Dans de telles œuvres, la frontière entre « art sacré » et « art profane » s'efface. L'art de Georges Rouault, « confession ardente », relève partout d'une même inspiration chrétienne, qu'il peigne des filles, des clowns, des juges, les humbles du Faubourg des longues peines ou la Sainte Face. Dans la série de ses « paysages bibliques », on ne distingue pas nettement les personnages et le visage du Christ est presque indiscernable au milieu des autres silhouettes. Il suffit que la lumière discrète qui émane de son vêtement blanc rende aux êtres et aux choses autour de lui leur aura mystérieuse. Son silence renvoie alors chacun – et aussi bien le peintre et le spectateur –, comme dans l'épisode de la femme adultère (Jean 8,1-11), à la question qui les habite, à leur secrète vocation :

Georges Rouault
Que raconte le Christ à ces deux enfants
dans ce décor de cheminées d'usine ?
Nous n'entendons pas […]
et le peintre les laisse à leur conversation :
il a seulement colorié autour d'eux
le ciel bleu et vert, le faubourg athée
le doigt des cheminées, presque rose et rond
tel un doigt de chair, qui écrit en l'air
comme son Modèle écrivait sur le sol
(même l'Évangile ne nous dit pas quoi)
quand il y avait du sable dans les villes
taciturne, à côté de la femme adultère.
 
1 Jean de La Bruyère, « Des ouvrages de l'esprit », Les caractères, I.

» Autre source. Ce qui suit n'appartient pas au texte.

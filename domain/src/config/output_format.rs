//! Output format value object

use serde::{Deserialize, Serialize};
use std::fmt;
use std::str::FromStr;

/// How a computed gate tensor is reported to the user
#[derive(Debug, Clone, Copy, PartialEq, Eq, Default, Serialize, Deserialize)]
#[serde(rename_all = "lowercase")]
pub enum OutputFormat {
    /// Human-readable shape, kind, and per-layer conditioning (default)
    #[default]
    Summary,
    /// Machine-readable JSON report
    Json,
}

impl OutputFormat {
    pub fn as_str(&self) -> &'static str {
        match self {
            OutputFormat::Summary => "summary",
            OutputFormat::Json => "json",
        }
    }
}

impl fmt::Display for OutputFormat {
    fn fmt(&self, f: &mut fmt::Formatter<'_>) -> fmt::Result {
        f.write_str(self.as_str())
    }
}

impl FromStr for OutputFormat {
    type Err = String;

    fn from_str(s: &str) -> Result<Self, Self::Err> {
        match s.to_lowercase().as_str() {
            "summary" => Ok(OutputFormat::Summary),
            "json" => Ok(OutputFormat::Json),
            other => Err(format!("unknown output format '{}'", other)),
        }
    }
}
//! Gate computation concepts.
//!
//! - [`mode::GateMode`] - which embedding strategy produces the gate vectors
//! - [`options::LoadOptions`] - flags forwarded to model and tokenizer loading
//! - [`batch::TokenizedBatch`] - padded token ids plus attention mask

pub mod batch;
pub mod mode;
pub mod options;
//! Command-line interface definitions

pub mod commands;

2 Les poèmes sans références sont de l'auteur de l'article.
3 Blaise Pascal, Pensées, section I, Brunschvicg 14.
4 Arthur Rimbaud, « Alchimie du verbe », Une saison en enfer.
5 Ibidem.
6 Anne Dujin, L'ombre des heures, L'herbe qui tremble, 2019.
7 Jean de La Fontaine, « L'âne et le petit chien », Fables, IV, 5.
8 Judith Chavanne, Entre le silence et l'arbre, Gallimard, 1997.
9 Philippe Jaccottet, Après beaucoup d'années, Gallimard, 1994.
10 Paul Guillon, La vie cachée, Ad Solem, 2007.
11 Marie Noël, Le rosaire des joies avec Les chansons et les heures, Gallimard, « Poésie », 1983.
12 P. Guillon, op. cit.
13 Paul de Roux, Poèmes de l'aube, Gallimard, 1990.